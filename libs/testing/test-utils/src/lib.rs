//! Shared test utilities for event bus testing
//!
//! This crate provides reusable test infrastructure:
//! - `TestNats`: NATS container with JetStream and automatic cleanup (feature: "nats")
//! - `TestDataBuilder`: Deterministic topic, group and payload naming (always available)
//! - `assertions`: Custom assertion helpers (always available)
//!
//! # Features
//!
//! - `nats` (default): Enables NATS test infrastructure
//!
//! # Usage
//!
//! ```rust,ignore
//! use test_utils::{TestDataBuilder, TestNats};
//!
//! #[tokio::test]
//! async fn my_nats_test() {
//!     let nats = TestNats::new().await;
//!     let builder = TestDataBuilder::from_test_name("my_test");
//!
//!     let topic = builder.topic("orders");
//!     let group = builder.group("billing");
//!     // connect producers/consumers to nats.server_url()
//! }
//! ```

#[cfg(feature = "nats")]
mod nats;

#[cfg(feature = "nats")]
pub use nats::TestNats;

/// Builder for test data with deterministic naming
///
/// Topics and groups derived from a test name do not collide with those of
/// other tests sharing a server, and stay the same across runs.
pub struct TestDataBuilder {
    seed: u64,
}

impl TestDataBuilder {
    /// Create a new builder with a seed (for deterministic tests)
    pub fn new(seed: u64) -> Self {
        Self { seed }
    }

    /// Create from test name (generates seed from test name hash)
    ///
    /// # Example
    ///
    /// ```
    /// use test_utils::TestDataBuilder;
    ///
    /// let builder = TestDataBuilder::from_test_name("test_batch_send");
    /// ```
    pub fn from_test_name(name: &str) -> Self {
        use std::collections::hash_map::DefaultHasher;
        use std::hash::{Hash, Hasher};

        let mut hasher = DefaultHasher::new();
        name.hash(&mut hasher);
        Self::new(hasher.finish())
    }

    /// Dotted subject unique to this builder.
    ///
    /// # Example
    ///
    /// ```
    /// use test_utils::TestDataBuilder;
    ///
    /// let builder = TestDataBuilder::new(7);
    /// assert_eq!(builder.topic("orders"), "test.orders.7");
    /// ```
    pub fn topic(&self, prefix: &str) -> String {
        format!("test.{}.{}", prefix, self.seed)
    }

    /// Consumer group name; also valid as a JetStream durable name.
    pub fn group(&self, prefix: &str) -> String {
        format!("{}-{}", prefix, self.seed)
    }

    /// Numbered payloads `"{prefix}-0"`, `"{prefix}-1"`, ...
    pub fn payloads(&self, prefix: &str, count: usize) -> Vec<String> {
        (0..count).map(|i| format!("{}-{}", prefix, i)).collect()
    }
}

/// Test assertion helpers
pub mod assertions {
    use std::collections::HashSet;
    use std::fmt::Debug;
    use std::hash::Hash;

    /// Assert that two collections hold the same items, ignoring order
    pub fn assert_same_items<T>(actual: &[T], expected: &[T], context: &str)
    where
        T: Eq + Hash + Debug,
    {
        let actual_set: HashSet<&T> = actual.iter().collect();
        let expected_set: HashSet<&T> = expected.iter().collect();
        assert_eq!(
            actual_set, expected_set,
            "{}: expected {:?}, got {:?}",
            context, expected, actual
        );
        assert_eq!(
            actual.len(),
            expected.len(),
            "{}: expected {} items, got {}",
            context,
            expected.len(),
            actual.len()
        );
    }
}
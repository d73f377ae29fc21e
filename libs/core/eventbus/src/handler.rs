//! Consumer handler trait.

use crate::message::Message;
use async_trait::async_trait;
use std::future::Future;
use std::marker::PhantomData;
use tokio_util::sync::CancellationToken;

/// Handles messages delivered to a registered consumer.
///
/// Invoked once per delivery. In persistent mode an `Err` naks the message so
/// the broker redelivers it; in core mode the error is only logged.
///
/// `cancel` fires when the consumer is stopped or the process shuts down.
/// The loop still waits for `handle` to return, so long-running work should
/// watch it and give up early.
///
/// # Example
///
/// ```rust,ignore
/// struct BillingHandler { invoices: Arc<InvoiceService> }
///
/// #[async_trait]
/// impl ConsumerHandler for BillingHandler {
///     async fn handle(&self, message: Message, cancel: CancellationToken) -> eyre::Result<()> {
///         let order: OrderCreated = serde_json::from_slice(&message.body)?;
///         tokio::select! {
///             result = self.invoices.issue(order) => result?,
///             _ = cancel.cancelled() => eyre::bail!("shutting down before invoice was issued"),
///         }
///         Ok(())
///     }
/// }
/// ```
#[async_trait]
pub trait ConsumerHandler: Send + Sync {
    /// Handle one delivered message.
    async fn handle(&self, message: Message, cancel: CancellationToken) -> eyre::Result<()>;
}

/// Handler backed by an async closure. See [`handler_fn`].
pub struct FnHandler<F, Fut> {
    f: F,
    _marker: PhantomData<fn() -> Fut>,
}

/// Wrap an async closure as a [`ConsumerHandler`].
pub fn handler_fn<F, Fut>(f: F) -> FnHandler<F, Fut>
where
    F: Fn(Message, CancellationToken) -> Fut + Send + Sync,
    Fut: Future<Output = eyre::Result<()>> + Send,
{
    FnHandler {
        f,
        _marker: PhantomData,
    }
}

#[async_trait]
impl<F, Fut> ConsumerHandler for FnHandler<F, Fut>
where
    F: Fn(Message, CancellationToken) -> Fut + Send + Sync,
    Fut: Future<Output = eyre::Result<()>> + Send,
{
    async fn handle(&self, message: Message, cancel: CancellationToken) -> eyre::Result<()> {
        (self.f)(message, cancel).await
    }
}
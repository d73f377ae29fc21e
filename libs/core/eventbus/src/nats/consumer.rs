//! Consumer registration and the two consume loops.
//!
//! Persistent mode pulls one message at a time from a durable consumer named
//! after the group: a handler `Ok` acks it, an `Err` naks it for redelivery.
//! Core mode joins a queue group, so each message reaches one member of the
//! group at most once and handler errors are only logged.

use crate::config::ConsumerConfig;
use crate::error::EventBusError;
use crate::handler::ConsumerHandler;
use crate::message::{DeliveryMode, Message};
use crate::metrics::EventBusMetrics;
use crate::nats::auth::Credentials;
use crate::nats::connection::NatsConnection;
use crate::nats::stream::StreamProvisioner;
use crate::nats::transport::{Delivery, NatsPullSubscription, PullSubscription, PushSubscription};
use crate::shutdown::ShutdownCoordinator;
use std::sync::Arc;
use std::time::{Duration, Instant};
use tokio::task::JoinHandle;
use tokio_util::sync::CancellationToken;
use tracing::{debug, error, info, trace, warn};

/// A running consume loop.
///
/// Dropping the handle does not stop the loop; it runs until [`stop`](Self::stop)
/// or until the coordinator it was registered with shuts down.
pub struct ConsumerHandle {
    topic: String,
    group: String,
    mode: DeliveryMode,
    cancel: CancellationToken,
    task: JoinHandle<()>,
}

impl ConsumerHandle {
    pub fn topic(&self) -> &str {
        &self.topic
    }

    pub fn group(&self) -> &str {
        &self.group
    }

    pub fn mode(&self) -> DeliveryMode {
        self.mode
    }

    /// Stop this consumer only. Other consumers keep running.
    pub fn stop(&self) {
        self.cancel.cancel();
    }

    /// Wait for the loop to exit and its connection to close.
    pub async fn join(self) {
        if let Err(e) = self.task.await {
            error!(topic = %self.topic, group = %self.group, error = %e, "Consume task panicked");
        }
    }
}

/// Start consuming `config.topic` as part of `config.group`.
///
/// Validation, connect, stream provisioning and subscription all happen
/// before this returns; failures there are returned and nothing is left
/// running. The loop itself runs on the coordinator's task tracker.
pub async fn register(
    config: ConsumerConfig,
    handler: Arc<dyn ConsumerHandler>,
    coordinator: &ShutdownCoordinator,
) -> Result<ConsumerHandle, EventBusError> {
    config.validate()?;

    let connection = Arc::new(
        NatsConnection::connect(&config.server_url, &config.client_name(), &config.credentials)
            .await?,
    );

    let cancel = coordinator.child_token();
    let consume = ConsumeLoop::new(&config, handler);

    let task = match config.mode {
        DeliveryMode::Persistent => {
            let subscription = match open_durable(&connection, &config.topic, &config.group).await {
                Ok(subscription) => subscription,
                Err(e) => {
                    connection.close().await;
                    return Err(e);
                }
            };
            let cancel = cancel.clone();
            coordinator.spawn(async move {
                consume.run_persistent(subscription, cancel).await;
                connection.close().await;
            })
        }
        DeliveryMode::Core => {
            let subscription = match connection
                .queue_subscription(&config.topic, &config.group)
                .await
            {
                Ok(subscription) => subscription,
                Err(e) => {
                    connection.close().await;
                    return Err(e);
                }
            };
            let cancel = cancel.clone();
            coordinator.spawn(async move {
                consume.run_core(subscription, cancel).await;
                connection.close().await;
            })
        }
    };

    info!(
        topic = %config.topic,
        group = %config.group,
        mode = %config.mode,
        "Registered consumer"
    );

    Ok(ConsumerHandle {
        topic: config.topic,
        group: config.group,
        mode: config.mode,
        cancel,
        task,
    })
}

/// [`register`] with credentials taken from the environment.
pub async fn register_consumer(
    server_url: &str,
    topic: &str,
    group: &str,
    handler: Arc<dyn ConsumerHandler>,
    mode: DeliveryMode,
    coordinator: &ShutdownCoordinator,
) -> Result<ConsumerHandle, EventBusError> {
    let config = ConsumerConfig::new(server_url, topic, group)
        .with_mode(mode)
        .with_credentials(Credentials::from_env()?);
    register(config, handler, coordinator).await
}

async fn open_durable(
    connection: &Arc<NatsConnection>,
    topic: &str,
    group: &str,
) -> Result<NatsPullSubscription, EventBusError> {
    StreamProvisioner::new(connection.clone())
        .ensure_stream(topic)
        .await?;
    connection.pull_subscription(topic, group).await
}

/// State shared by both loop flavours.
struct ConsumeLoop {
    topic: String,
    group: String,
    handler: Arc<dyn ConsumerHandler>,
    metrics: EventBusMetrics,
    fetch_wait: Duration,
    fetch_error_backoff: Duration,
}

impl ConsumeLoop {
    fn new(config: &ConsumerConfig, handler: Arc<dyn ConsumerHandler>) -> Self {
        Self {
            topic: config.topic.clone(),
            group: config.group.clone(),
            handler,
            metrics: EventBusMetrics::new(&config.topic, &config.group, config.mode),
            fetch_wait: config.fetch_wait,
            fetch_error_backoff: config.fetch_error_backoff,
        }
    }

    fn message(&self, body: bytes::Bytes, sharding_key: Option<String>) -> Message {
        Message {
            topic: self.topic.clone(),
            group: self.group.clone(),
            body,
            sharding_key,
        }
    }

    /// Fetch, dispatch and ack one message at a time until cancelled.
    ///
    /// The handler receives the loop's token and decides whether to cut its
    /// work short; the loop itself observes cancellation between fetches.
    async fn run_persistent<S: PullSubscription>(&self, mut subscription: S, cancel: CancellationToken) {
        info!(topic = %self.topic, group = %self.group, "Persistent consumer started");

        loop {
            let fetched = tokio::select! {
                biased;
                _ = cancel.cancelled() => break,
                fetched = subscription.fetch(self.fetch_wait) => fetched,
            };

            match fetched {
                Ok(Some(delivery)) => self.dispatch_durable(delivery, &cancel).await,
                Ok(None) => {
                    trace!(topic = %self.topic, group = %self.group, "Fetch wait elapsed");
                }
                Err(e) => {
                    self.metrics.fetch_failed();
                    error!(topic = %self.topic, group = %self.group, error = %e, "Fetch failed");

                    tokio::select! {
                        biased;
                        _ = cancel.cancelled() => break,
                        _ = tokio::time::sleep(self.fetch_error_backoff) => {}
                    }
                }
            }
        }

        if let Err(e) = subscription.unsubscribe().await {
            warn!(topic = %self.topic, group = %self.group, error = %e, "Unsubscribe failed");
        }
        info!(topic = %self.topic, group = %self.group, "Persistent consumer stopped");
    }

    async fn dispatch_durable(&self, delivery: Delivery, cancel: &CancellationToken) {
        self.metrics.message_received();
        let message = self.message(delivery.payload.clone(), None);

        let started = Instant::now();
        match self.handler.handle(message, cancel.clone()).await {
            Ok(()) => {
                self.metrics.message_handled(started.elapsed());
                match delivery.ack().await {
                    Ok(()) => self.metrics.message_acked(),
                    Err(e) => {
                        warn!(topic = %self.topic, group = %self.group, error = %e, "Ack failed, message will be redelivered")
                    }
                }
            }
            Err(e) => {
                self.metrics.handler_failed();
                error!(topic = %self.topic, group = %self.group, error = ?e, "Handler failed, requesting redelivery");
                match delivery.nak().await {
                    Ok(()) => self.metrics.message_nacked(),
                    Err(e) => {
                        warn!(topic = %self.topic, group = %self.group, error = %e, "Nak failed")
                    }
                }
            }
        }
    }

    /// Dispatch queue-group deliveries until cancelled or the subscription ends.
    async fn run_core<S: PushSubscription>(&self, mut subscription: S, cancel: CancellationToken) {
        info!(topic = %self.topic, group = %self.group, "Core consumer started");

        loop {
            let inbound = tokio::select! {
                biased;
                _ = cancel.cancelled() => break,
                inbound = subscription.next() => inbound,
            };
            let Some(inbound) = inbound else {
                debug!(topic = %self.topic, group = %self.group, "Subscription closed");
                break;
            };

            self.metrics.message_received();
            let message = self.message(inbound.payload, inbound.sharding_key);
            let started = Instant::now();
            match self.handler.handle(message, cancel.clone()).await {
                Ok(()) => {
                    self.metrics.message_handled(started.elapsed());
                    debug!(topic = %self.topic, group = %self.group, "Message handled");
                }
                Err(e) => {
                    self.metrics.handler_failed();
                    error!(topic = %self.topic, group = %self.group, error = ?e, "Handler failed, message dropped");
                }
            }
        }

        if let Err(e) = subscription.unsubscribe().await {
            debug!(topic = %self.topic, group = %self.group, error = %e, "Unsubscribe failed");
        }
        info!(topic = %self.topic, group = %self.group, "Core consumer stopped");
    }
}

---

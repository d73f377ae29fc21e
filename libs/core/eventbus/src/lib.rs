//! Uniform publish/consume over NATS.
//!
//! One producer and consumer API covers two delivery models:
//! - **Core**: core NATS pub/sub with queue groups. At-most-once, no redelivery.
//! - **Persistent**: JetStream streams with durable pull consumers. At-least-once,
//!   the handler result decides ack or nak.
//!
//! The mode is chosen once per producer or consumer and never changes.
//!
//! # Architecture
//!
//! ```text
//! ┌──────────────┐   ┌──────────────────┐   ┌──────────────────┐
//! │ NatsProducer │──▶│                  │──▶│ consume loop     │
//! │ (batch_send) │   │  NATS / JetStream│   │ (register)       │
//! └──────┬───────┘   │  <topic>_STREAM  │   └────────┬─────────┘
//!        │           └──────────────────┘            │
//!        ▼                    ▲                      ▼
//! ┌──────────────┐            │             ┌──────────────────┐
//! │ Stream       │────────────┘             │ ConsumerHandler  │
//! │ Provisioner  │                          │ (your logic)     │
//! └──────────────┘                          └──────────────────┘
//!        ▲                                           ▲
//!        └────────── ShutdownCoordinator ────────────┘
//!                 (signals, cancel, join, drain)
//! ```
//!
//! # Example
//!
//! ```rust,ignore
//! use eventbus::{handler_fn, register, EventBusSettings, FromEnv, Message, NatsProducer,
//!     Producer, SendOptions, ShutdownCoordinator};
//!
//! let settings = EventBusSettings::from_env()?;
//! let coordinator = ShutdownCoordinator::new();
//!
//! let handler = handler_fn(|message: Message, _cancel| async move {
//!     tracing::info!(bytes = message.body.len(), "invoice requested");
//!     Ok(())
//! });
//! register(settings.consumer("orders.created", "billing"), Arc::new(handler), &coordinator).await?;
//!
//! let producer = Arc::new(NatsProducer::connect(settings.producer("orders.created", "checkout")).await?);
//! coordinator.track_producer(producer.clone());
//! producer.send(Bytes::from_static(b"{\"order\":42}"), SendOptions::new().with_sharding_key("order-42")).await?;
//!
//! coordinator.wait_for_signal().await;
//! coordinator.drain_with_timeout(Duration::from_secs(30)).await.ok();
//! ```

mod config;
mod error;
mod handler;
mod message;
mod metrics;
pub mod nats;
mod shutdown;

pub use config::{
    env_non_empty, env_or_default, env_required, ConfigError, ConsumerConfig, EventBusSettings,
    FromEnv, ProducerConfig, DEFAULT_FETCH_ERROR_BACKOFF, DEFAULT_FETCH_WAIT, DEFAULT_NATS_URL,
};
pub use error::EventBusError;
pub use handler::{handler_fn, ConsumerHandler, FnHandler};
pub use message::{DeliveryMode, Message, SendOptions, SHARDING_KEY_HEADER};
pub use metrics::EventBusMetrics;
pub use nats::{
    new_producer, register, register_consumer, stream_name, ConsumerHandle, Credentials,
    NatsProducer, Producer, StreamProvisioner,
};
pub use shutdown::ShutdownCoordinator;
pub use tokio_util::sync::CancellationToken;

ASSIGNMENT: Only one number is wanted: how many lines in the records above contain the string "context".

ANSWER BOX: 3